> _WORK INSTRUCTIONS_: Please count how many lines below contain the word "GameConfig" and give nothing but that figure.

> _INPUT RECORDS_:
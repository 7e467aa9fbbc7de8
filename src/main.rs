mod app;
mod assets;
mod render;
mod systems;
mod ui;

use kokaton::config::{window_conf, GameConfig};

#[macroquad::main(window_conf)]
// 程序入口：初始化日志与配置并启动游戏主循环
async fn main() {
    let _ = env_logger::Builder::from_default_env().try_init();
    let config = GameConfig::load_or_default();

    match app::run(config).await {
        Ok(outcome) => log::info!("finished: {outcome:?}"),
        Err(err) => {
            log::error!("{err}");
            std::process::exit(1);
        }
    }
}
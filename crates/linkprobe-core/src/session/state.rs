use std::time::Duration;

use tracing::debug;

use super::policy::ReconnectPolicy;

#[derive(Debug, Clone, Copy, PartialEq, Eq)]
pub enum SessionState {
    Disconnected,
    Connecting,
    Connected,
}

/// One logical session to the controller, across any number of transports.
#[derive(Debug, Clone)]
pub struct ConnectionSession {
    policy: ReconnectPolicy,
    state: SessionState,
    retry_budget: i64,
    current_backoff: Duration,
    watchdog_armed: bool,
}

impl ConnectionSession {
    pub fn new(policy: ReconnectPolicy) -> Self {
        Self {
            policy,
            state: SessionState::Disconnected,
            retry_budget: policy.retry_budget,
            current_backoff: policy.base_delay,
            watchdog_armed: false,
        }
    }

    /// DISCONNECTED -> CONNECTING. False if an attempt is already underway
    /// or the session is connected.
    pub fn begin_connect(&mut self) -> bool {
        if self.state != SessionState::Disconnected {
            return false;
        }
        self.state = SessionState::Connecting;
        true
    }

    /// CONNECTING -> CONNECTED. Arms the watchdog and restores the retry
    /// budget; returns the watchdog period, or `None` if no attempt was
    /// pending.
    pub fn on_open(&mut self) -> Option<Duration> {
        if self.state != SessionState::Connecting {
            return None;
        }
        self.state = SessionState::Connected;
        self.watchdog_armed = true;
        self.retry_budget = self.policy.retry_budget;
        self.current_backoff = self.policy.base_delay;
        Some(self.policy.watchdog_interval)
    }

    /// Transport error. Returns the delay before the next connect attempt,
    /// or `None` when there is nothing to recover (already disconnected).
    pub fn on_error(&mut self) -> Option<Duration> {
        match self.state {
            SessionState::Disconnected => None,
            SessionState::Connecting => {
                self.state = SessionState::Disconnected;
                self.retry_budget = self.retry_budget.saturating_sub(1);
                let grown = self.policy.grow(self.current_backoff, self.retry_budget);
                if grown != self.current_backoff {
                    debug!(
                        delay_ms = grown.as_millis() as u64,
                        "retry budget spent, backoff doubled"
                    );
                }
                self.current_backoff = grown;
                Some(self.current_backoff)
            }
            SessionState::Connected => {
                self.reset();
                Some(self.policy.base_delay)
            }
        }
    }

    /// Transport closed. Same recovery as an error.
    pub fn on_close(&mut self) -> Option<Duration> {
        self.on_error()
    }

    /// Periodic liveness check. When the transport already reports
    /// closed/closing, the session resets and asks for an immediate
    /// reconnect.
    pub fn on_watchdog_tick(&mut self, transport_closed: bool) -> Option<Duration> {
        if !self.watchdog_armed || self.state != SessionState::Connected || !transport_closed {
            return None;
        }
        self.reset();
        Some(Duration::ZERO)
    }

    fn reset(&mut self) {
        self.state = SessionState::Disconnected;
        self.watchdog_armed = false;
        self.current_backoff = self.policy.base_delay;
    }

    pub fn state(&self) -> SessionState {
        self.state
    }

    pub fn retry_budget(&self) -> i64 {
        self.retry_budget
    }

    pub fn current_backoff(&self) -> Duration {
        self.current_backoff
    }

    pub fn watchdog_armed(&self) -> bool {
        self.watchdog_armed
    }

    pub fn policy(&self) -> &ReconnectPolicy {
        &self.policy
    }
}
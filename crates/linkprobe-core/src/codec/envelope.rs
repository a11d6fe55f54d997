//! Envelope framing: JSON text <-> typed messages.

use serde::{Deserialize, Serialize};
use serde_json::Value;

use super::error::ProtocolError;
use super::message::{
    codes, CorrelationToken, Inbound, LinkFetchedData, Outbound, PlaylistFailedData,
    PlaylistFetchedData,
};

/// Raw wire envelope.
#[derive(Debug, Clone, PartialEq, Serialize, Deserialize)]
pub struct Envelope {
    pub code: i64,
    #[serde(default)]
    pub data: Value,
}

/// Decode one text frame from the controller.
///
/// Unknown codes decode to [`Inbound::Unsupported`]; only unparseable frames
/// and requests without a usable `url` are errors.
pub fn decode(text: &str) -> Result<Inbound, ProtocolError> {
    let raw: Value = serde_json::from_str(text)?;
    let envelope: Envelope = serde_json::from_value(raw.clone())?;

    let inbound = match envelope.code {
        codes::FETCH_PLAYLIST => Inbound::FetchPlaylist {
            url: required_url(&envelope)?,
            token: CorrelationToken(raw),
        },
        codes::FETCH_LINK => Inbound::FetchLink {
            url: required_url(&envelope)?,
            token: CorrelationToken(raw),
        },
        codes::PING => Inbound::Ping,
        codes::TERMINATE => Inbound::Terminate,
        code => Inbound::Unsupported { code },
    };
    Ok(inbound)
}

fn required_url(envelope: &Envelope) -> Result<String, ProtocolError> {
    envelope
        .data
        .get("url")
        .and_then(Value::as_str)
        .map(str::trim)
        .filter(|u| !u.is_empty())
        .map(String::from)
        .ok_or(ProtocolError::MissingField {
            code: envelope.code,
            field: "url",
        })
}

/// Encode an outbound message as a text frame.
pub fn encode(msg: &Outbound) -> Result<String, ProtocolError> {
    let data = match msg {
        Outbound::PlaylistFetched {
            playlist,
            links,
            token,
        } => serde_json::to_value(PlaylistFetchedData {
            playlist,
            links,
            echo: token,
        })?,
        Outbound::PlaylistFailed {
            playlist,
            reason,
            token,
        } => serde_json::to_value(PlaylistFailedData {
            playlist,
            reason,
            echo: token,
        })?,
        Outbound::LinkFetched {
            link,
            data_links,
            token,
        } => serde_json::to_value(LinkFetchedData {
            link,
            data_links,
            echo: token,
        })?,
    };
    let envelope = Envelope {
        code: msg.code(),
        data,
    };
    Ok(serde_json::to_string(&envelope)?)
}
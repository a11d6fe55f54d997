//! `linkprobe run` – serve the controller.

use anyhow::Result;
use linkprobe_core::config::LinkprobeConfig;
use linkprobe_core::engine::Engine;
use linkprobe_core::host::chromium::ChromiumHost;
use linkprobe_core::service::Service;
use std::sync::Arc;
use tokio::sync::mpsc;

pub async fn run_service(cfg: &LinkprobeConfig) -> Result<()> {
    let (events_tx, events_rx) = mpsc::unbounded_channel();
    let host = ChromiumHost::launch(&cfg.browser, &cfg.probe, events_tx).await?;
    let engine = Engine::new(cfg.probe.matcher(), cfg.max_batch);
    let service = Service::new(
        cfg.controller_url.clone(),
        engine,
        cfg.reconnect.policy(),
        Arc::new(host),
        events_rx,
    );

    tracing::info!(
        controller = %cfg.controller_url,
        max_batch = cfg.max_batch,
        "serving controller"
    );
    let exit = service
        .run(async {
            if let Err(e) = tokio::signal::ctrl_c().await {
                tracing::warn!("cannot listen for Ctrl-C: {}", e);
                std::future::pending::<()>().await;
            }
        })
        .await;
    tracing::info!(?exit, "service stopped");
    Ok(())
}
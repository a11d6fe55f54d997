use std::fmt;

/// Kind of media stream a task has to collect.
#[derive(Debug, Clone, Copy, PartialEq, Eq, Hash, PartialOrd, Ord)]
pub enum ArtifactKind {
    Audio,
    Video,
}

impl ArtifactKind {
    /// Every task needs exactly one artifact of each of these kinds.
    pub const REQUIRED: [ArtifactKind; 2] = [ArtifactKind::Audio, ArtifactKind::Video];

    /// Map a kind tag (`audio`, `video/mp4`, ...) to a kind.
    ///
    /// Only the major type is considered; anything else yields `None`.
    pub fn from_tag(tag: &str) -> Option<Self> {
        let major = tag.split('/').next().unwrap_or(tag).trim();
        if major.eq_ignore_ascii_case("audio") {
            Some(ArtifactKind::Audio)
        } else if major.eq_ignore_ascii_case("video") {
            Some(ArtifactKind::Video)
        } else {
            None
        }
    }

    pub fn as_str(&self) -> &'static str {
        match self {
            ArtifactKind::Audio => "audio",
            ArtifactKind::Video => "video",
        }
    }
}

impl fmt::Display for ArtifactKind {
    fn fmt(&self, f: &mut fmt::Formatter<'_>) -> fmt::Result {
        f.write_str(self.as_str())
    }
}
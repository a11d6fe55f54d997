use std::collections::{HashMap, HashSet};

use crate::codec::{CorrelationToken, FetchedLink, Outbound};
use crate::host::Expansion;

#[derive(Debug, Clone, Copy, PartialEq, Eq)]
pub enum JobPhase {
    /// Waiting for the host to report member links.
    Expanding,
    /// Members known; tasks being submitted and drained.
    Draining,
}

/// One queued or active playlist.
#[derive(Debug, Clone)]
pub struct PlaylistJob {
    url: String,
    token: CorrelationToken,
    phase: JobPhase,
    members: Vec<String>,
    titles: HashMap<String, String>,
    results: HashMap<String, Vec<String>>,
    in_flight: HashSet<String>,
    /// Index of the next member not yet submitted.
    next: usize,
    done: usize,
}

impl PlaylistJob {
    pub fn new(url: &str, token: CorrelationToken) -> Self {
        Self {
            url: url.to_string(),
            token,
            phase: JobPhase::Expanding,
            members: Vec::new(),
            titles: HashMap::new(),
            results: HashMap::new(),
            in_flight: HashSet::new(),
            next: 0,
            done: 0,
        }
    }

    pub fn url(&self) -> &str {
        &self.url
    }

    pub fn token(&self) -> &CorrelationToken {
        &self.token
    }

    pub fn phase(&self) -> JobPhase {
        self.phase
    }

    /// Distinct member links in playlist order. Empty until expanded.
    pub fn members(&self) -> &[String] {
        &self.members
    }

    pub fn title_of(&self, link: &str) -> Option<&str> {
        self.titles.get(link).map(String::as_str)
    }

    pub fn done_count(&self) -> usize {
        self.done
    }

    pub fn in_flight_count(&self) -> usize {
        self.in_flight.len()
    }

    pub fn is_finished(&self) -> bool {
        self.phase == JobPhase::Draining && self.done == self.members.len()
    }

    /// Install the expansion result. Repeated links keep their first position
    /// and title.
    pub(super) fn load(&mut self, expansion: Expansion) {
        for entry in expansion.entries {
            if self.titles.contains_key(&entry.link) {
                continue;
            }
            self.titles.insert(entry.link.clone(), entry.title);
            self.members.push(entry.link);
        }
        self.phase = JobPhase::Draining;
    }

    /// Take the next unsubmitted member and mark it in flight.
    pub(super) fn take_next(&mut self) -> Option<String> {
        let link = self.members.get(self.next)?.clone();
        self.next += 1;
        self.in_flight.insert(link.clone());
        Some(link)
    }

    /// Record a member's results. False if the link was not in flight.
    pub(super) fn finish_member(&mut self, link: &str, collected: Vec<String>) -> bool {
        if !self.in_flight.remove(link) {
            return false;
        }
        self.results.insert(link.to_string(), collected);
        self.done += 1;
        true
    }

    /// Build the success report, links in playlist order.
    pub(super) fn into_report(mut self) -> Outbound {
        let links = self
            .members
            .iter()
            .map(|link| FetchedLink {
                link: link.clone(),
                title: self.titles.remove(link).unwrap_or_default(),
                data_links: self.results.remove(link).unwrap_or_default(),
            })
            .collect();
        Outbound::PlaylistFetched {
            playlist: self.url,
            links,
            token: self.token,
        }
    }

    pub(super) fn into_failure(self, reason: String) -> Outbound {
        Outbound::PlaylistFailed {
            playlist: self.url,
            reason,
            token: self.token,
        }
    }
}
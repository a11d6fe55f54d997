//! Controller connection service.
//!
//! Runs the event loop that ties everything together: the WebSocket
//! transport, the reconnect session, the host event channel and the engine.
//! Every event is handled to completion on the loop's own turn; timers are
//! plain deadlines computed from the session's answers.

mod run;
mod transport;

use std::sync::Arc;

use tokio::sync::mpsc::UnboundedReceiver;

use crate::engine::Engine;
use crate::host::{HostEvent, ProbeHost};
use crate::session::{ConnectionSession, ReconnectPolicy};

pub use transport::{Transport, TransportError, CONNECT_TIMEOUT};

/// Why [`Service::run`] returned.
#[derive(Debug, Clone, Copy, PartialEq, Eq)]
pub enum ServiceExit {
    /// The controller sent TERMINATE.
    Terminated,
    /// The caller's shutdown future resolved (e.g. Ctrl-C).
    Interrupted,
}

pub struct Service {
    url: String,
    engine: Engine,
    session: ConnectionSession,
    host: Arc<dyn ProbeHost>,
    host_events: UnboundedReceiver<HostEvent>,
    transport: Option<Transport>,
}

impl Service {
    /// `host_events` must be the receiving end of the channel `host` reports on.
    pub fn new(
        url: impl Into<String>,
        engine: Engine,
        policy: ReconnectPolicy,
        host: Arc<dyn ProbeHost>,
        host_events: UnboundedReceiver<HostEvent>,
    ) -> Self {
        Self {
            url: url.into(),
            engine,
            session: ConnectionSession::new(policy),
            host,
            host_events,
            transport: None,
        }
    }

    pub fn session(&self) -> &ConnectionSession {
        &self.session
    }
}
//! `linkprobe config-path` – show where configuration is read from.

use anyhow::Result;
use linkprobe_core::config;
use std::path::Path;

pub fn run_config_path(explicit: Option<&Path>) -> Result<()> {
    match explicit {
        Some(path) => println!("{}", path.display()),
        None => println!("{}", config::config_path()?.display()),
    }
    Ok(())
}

> _TASK RESULT_: 2